Task data

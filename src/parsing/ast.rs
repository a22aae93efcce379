//! Syntax-level declaration model
//!
//! These types mirror what the Go front end sees in source: type expressions
//! are kept as syntax ([`TypeExpr`]) and only become [`TypeReference`]s when the
//! resolver classifies them. A [`PackageUnit`] is immutable once built.
//!
//! [`TypeReference`]: crate::model::TypeReference

use crate::model::ChannelDirection;
use crate::types::{SourceLocation, Visibility};
use std::sync::Arc;

/// A single `import` line of a Go file
#[derive(Debug, Clone, PartialEq, Eq)]
pub struct ImportSpec {
    pub path: String,
    /// Explicit name: an alias, `.` for dot imports or `_` for blank imports.
    pub alias: Option<String>,
}

impl ImportSpec {
    pub fn new(path: impl Into<String>, alias: Option<&str>) -> Self {
        Self {
            path: path.into(),
            alias: alias.map(str::to_string),
        }
    }

    pub fn is_dot(&self) -> bool {
        self.alias.as_deref() == Some(".")
    }

    /// Qualifier this import is referred to by inside the file, if any.
    pub fn local_name(&self) -> Option<&str> {
        match self.alias.as_deref() {
            Some(".") | Some("_") => None,
            Some(alias) => Some(alias),
            None => Some(package_name_from_path(&self.path)),
        }
    }
}

/// Imports of one source file, used to turn qualifiers into import paths
#[derive(Debug, Clone, Default, PartialEq, Eq)]
pub struct ImportTable {
    specs: Vec<ImportSpec>,
}

impl ImportTable {
    pub fn new(specs: Vec<ImportSpec>) -> Self {
        Self { specs }
    }

    pub fn push(&mut self, spec: ImportSpec) {
        self.specs.push(spec);
    }

    pub fn specs(&self) -> &[ImportSpec] {
        &self.specs
    }

    /// Import path for a package qualifier such as `nethttp` or `io`.
    pub fn resolve(&self, qualifier: &str) -> Option<&str> {
        self.specs
            .iter()
            .find(|spec| spec.local_name() == Some(qualifier))
            .map(|spec| spec.path.as_str())
    }

    /// Import paths brought into file scope with `import . "path"`.
    pub fn dot_imports(&self) -> impl Iterator<Item = &str> {
        self.specs
            .iter()
            .filter(|spec| spec.is_dot())
            .map(|spec| spec.path.as_str())
    }
}

/// Best guess of the package name declared at an import path.
///
/// Uses the last path element, skipping a trailing major version element
/// (`/v2`), a `.vN` suffix (`yaml.v3`) and a `go-` prefix.
pub fn package_name_from_path(path: &str) -> &str {
    let mut segments = path.rsplit('/');
    let mut last = segments.next().unwrap_or(path);
    if is_major_version(last) {
        if let Some(previous) = segments.next() {
            last = previous;
        }
    }
    if let Some((name, version)) = last.rsplit_once('.') {
        if is_major_version(version) {
            last = name;
        }
    }
    last.strip_prefix("go-").unwrap_or(last)
}

fn is_major_version(segment: &str) -> bool {
    segment
        .strip_prefix('v')
        .is_some_and(|digits| !digits.is_empty() && digits.chars().all(|c| c.is_ascii_digit()))
}

/// A type expression as written in source
#[derive(Debug, Clone, PartialEq, Eq)]
pub struct TypeExpr {
    pub kind: TypeExprKind,
    /// Raw source text, kept for diagnostics.
    pub text: String,
    pub location: SourceLocation,
}

#[derive(Debug, Clone, PartialEq, Eq)]
pub enum TypeExprKind {
    /// Unqualified identifier: a predeclared type or one declared in the same package.
    Name(String),
    /// `pkg.Name`, where `pkg` is a file-level import qualifier.
    Qualified { package: String, name: String },
    Pointer(Box<TypeExpr>),
    Slice(Box<TypeExpr>),
    /// `[len]elem`; `len` is the raw length expression.
    Array { len: String, elem: Box<TypeExpr> },
    Map { key: Box<TypeExpr>, value: Box<TypeExpr> },
    Chan {
        direction: ChannelDirection,
        elem: Box<TypeExpr>,
    },
    Func {
        params: Vec<ParamDecl>,
        results: Vec<ParamDecl>,
    },
    Interface { has_members: bool },
    Struct { has_fields: bool },
    Paren(Box<TypeExpr>),
    /// `Base[Args]`
    Generic { base: Box<TypeExpr>, args: Vec<TypeExpr> },
    /// Any other syntactic form, tagged with the grammar node kind.
    Other(String),
}

impl TypeExpr {
    pub fn new(kind: TypeExprKind, text: impl Into<String>, location: SourceLocation) -> Self {
        Self {
            kind,
            text: text.into(),
            location,
        }
    }
}

/// One parameter or result as written in a parameter list.
///
/// Grouped names (`a, b int`) are expanded into one `ParamDecl` per name.
#[derive(Debug, Clone, PartialEq, Eq)]
pub struct ParamDecl {
    pub name: Option<String>,
    pub ty: TypeExpr,
    /// Declared with `...`; `ty` is then the element type.
    pub variadic: bool,
}

#[derive(Debug, Clone, PartialEq, Eq)]
pub struct FieldDecl {
    /// `None` for embedded fields.
    pub name: Option<String>,
    pub ty: TypeExpr,
    pub tag: Option<String>,
    pub location: SourceLocation,
}

#[derive(Debug, Clone, Default, PartialEq, Eq)]
pub struct StructDecl {
    pub fields: Vec<FieldDecl>,
}

#[derive(Debug, Clone, PartialEq, Eq)]
pub struct MethodDecl {
    pub name: String,
    pub params: Vec<ParamDecl>,
    pub results: Vec<ParamDecl>,
    pub location: SourceLocation,
}

#[derive(Debug, Clone, PartialEq, Eq)]
pub enum Member {
    Method(MethodDecl),
    /// Embedded interface element, classified by the resolver.
    Embedded(TypeExpr),
}

#[derive(Debug, Clone, Default, PartialEq, Eq)]
pub struct InterfaceDecl {
    pub members: Vec<Member>,
}

impl InterfaceDecl {
    pub fn methods(&self) -> impl Iterator<Item = &MethodDecl> {
        self.members.iter().filter_map(|member| match member {
            Member::Method(method) => Some(method),
            Member::Embedded(_) => None,
        })
    }

    pub fn embedded(&self) -> impl Iterator<Item = &TypeExpr> {
        self.members.iter().filter_map(|member| match member {
            Member::Embedded(expr) => Some(expr),
            Member::Method(_) => None,
        })
    }
}

#[derive(Debug, Clone, PartialEq, Eq)]
pub enum DeclKind {
    Struct(StructDecl),
    Interface(InterfaceDecl),
    /// `type A = B`; the target is kept as written.
    Alias(TypeExpr),
}

/// A named struct, interface or alias declared at package level
#[derive(Debug, Clone, PartialEq, Eq)]
pub struct Declaration {
    pub name: String,
    pub visibility: Visibility,
    pub location: SourceLocation,
    /// Import table of the file the declaration came from.
    pub imports: Arc<ImportTable>,
    pub type_params: Vec<String>,
    pub kind: DeclKind,
}

impl Declaration {
    pub fn new(
        name: impl Into<String>,
        location: SourceLocation,
        imports: Arc<ImportTable>,
        kind: DeclKind,
    ) -> Self {
        let name = name.into();
        Self {
            visibility: Visibility::of(&name),
            name,
            location,
            imports,
            type_params: Vec::new(),
            kind,
        }
    }

    pub fn with_type_params(mut self, type_params: Vec<String>) -> Self {
        self.type_params = type_params;
        self
    }

    pub fn is_exported(&self) -> bool {
        self.visibility.is_exported()
    }

    pub fn as_interface(&self) -> Option<&InterfaceDecl> {
        match &self.kind {
            DeclKind::Interface(iface) => Some(iface),
            _ => None,
        }
    }

    pub fn as_struct(&self) -> Option<&StructDecl> {
        match &self.kind {
            DeclKind::Struct(decl) => Some(decl),
            _ => None,
        }
    }

    pub fn as_alias(&self) -> Option<&TypeExpr> {
        match &self.kind {
            DeclKind::Alias(target) => Some(target),
            _ => None,
        }
    }
}

/// Declarations of one parsed Go source file
#[derive(Debug, Clone, PartialEq, Eq)]
pub struct SourceFile {
    pub path: String,
    pub package: String,
    pub imports: Arc<ImportTable>,
    pub declarations: Vec<Declaration>,
}

/// All declarations of one package, in file then source order
#[derive(Debug, Clone, Default, PartialEq, Eq)]
pub struct PackageUnit {
    pub name: String,
    /// Import path of the package when known.
    pub import_path: Option<String>,
    pub declarations: Vec<Declaration>,
}

impl PackageUnit {
    pub fn new(name: impl Into<String>) -> Self {
        Self {
            name: name.into(),
            import_path: None,
            declarations: Vec::new(),
        }
    }

    pub fn with_import_path(mut self, import_path: impl Into<String>) -> Self {
        self.import_path = Some(import_path.into());
        self
    }

    pub fn push(&mut self, declaration: Declaration) {
        self.declarations.push(declaration);
    }

    /// First declaration with the given name.
    pub fn declaration(&self, name: &str) -> Option<&Declaration> {
        self.declarations.iter().find(|decl| decl.name == name)
    }

    pub fn interfaces(&self) -> impl Iterator<Item = (&Declaration, &InterfaceDecl)> {
        self.declarations
            .iter()
            .filter_map(|decl| decl.as_interface().map(|iface| (decl, iface)))
    }

    pub fn structs(&self) -> impl Iterator<Item = (&Declaration, &StructDecl)> {
        self.declarations
            .iter()
            .filter_map(|decl| decl.as_struct().map(|s| (decl, s)))
    }
}

#[cfg(test)]
mod tests {
    use super::*;

    #[test]
    fn test_package_name_from_path() {
        assert_eq!(package_name_from_path("io"), "io");
        assert_eq!(package_name_from_path("net/http"), "http");
        assert_eq!(package_name_from_path("github.com/user/repo/v2"), "repo");
        assert_eq!(package_name_from_path("gopkg.in/yaml.v3"), "yaml");
        assert_eq!(package_name_from_path("github.com/mattn/go-sqlite3"), "sqlite3");
        assert_eq!(package_name_from_path("v2"), "v2");
    }

    #[test]
    fn test_import_table_resolution() {
        let table = ImportTable::new(vec![
            ImportSpec::new("io", None),
            ImportSpec::new("net/http", Some("nethttp")),
            ImportSpec::new("math", Some(".")),
            ImportSpec::new("net/http/pprof", Some("_")),
        ]);

        assert_eq!(table.resolve("io"), Some("io"));
        assert_eq!(table.resolve("nethttp"), Some("net/http"));
        assert_eq!(table.resolve("http"), None);
        assert_eq!(table.resolve("pprof"), None);
        assert_eq!(table.dot_imports().collect::<Vec<_>>(), vec!["math"]);
    }

    #[test]
    fn test_declaration_visibility_is_computed_once() {
        let decl = Declaration::new(
            "unexportedInterface",
            SourceLocation::synthetic("test"),
            Arc::default(),
            DeclKind::Interface(InterfaceDecl::default()),
        );
        assert!(!decl.is_exported());
        assert!(decl.as_interface().is_some());
        assert!(decl.as_struct().is_none());
    }
}
/// Source text of the file being converted, with node helpers
struct SourceText<'a> {
    path: &'a str,
    code: &'a str,
}

impl<'a> SourceText<'a> {
    fn text(&self, node: Node) -> &'a str {
        &self.code[node.byte_range()]
    }

    fn location(&self, node: Node) -> SourceLocation {
        SourceLocation::from_point(self.path, node.start_position())
    }

    /// Process a Go import declaration node
    fn collect_imports(&self, node: Node, imports: &mut ImportTable) {
        // import_declaration can contain either a single import_spec or import_spec_list
        for child in node.named_children(&mut node.walk()) {
            match child.kind() {
                "import_spec" => {
                    if let Some(spec) = self.import_spec(child) {
                        imports.push(spec);
                    }
                }
                "import_spec_list" => {
                    for spec_child in child.named_children(&mut child.walk()) {
                        if spec_child.kind() == "import_spec" {
                            if let Some(spec) = self.import_spec(spec_child) {
                                imports.push(spec);
                            }
                        }
                    }
                }
                _ => {}
            }
        }
    }

    fn import_spec(&self, node: Node) -> Option<ImportSpec> {
        let path = node.child_by_field_name("path")?;
        let path = self
            .text(path)
            .trim_matches(|c| c == '"' || c == '`')
            .to_string();
        // `name` is an alias, a dot or a blank identifier
        let alias = node.child_by_field_name("name").map(|n| self.text(n));
        Some(ImportSpec::new(path, alias))
    }

    fn type_spec(&self, node: Node, imports: &Arc<ImportTable>) -> Option<Declaration> {
        let name = self.text(node.child_by_field_name("name")?);
        let type_node = node.child_by_field_name("type")?;

        let kind = match type_node.kind() {
            "struct_type" => DeclKind::Struct(self.struct_decl(type_node)),
            "interface_type" => DeclKind::Interface(self.interface_decl(type_node)),
            other => {
                trace!("skipping type `{name}` with underlying {other}");
                return None;
            }
        };

        let type_params = node
            .child_by_field_name("type_parameters")
            .map(|list| self.type_param_names(list))
            .unwrap_or_default();

        Some(
            Declaration::new(name, self.location(node), Arc::clone(imports), kind)
                .with_type_params(type_params),
        )
    }

    fn type_alias(&self, node: Node, imports: &Arc<ImportTable>) -> Option<Declaration> {
        let name = self.text(node.child_by_field_name("name")?);
        let target = self.type_expr(node.child_by_field_name("type")?);
        trace!("alias `{name}` = {}", first_line(&target.text));

        let type_params = node
            .child_by_field_name("type_parameters")
            .map(|list| self.type_param_names(list))
            .unwrap_or_default();

        Some(
            Declaration::new(name, self.location(node), Arc::clone(imports), DeclKind::Alias(target))
                .with_type_params(type_params),
        )
    }

    fn type_param_names(&self, list: Node) -> Vec<String> {
        let mut names = Vec::new();
        for decl in list.named_children(&mut list.walk()) {
            if decl.kind() == "type_parameter_declaration" {
                let mut cursor = decl.walk();
                names.extend(
                    decl.children_by_field_name("name", &mut cursor)
                        .map(|n| self.text(n).to_string()),
                );
            }
        }
        names
    }

    fn struct_decl(&self, node: Node) -> StructDecl {
        let mut fields = Vec::new();
        let Some(list) = node
            .named_children(&mut node.walk())
            .find(|n| n.kind() == "field_declaration_list")
        else {
            return StructDecl::default();
        };

        for field in list.named_children(&mut list.walk()) {
            if field.kind() != "field_declaration" {
                continue;
            }
            let Some(type_node) = field.child_by_field_name("type") else {
                continue;
            };
            let mut ty = self.type_expr(type_node);
            let tag = field.child_by_field_name("tag").map(|n| self.text(n).to_string());
            let location = self.location(field);

            let mut cursor = field.walk();
            let names: Vec<Node> = field.children_by_field_name("name", &mut cursor).collect();

            if names.is_empty() {
                // embedded `*T` keeps the star outside the type field
                let pointer = field.children(&mut field.walk()).any(|c| c.kind() == "*");
                if pointer {
                    let text = format!("*{}", ty.text);
                    ty = TypeExpr::new(TypeExprKind::Pointer(Box::new(ty)), text, location.clone());
                }
                fields.push(FieldDecl {
                    name: None,
                    ty,
                    tag,
                    location,
                });
                continue;
            }

            for name in names {
                fields.push(FieldDecl {
                    name: Some(self.text(name).to_string()),
                    ty: ty.clone(),
                    tag: tag.clone(),
                    location: location.clone(),
                });
            }
        }

        StructDecl { fields }
    }

    fn interface_decl(&self, node: Node) -> InterfaceDecl {
        let mut members = Vec::new();
        for child in node.named_children(&mut node.walk()) {
            if child.is_extra() {
                continue;
            }
            match child.kind() {
                "method_elem" | "method_spec" => members.push(Member::Method(self.method_decl(child))),
                "type_elem" => {
                    let types: Vec<Node> = child
                        .named_children(&mut child.walk())
                        .filter(|n| !n.is_extra())
                        .collect();
                    let expr = match types.as_slice() {
                        [single] => self.type_expr(*single),
                        _ => TypeExpr::new(
                            TypeExprKind::Other("type_elem".to_string()),
                            self.text(child),
                            self.location(child),
                        ),
                    };
                    members.push(Member::Embedded(expr));
                }
                _ => members.push(Member::Embedded(self.type_expr(child))),
            }
        }
        InterfaceDecl { members }
    }

    fn method_decl(&self, node: Node) -> MethodDecl {
        let name = node
            .child_by_field_name("name")
            .map(|n| self.text(n).to_string())
            .unwrap_or_default();
        let params = node
            .child_by_field_name("parameters")
            .map(|list| self.parameter_list(list))
            .unwrap_or_default();
        let results = self.results(node.child_by_field_name("result"));

        MethodDecl {
            name,
            params,
            results,
            location: self.location(node),
        }
    }

    fn parameter_list(&self, node: Node) -> Vec<ParamDecl> {
        let mut params = Vec::new();
        for child in node.named_children(&mut node.walk()) {
            match child.kind() {
                "parameter_declaration" => {
                    let Some(type_node) = child.child_by_field_name("type") else {
                        continue;
                    };
                    let ty = self.type_expr(type_node);
                    let mut cursor = child.walk();
                    let names: Vec<Node> =
                        child.children_by_field_name("name", &mut cursor).collect();
                    if names.is_empty() {
                        params.push(ParamDecl {
                            name: None,
                            ty,
                            variadic: false,
                        });
                    } else {
                        // `a, b int` declares one parameter per name
                        params.extend(names.into_iter().map(|name| ParamDecl {
                            name: Some(self.text(name).to_string()),
                            ty: ty.clone(),
                            variadic: false,
                        }));
                    }
                }
                "variadic_parameter_declaration" => {
                    let Some(type_node) = child.child_by_field_name("type") else {
                        continue;
                    };
                    params.push(ParamDecl {
                        name: child
                            .child_by_field_name("name")
                            .map(|n| self.text(n).to_string()),
                        ty: self.type_expr(type_node),
                        variadic: true,
                    });
                }
                _ => {}
            }
        }
        params
    }

    fn results(&self, node: Option<Node>) -> Vec<ParamDecl> {
        match node {
            None => Vec::new(),
            Some(list) if list.kind() == "parameter_list" => self.parameter_list(list),
            Some(single) => vec![ParamDecl {
                name: None,
                ty: self.type_expr(single),
                variadic: false,
            }],
        }
    }

    fn field_type(&self, node: Node, field: &str) -> Option<Box<TypeExpr>> {
        node.child_by_field_name(field)
            .map(|child| Box::new(self.type_expr(child)))
    }

    fn first_named(&self, node: Node) -> Option<Box<TypeExpr>> {
        node.named_children(&mut node.walk())
            .find(|n| !n.is_extra())
            .map(|child| Box::new(self.type_expr(child)))
    }

    /// Convert a type node into syntax, keeping unknown shapes as `Other`.
    fn type_expr(&self, node: Node) -> TypeExpr {
        let kind = match node.kind() {
            "type_identifier" | "identifier" => Some(TypeExprKind::Name(self.text(node).to_string())),
            "qualified_type" => {
                match (
                    node.child_by_field_name("package"),
                    node.child_by_field_name("name"),
                ) {
                    (Some(package), Some(name)) => Some(TypeExprKind::Qualified {
                        package: self.text(package).to_string(),
                        name: self.text(name).to_string(),
                    }),
                    _ => None,
                }
            }
            "pointer_type" => self.first_named(node).map(TypeExprKind::Pointer),
            "slice_type" => self.field_type(node, "element").map(TypeExprKind::Slice),
            "array_type" => match (
                node.child_by_field_name("length"),
                self.field_type(node, "element"),
            ) {
                (Some(len), Some(elem)) => Some(TypeExprKind::Array {
                    len: self.text(len).to_string(),
                    elem,
                }),
                _ => None,
            },
            "map_type" => match (self.field_type(node, "key"), self.field_type(node, "value")) {
                (Some(key), Some(value)) => Some(TypeExprKind::Map { key, value }),
                _ => None,
            },
            "channel_type" => self
                .field_type(node, "value")
                .map(|elem| TypeExprKind::Chan {
                    direction: channel_direction(node),
                    elem,
                }),
            "function_type" => Some(TypeExprKind::Func {
                params: node
                    .child_by_field_name("parameters")
                    .map(|list| self.parameter_list(list))
                    .unwrap_or_default(),
                results: self.results(node.child_by_field_name("result")),
            }),
            "interface_type" => Some(TypeExprKind::Interface {
                has_members: node
                    .named_children(&mut node.walk())
                    .any(|n| !n.is_extra()),
            }),
            "struct_type" => Some(TypeExprKind::Struct {
                has_fields: node
                    .named_children(&mut node.walk())
                    .filter(|n| n.kind() == "field_declaration_list")
                    .any(|list| {
                        list.named_children(&mut list.walk())
                            .any(|n| n.kind() == "field_declaration")
                    }),
            }),
            "parenthesized_type" => self.first_named(node).map(TypeExprKind::Paren),
            "generic_type" => self.field_type(node, "type").map(|base| {
                let args = node
                    .child_by_field_name("type_arguments")
                    .map(|list| {
                        list.named_children(&mut list.walk())
                            .filter(|n| !n.is_extra())
                            .map(|arg| self.type_argument(arg))
                            .collect()
                    })
                    .unwrap_or_default();
                TypeExprKind::Generic { base, args }
            }),
            _ => None,
        };

        TypeExpr::new(
            kind.unwrap_or_else(|| TypeExprKind::Other(node.kind().to_string())),
            self.text(node),
            self.location(node),
        )
    }

    fn type_argument(&self, node: Node) -> TypeExpr {
        // type arguments are wrapped in type_elem nodes
        if node.kind() == "type_elem" {
            let inner: Vec<Node> = node.named_children(&mut node.walk()).collect();
            if let [single] = inner.as_slice() {
                return self.type_expr(*single);
            }
        }
        self.type_expr(node)
    }
}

Assignment
Each line of the listing above that includes the word "skipping" should be copied.

Response to this task
/// Uses the last path element, skipping a trailing major version element
                trace!("skipping type `{name}` with underlying {other}");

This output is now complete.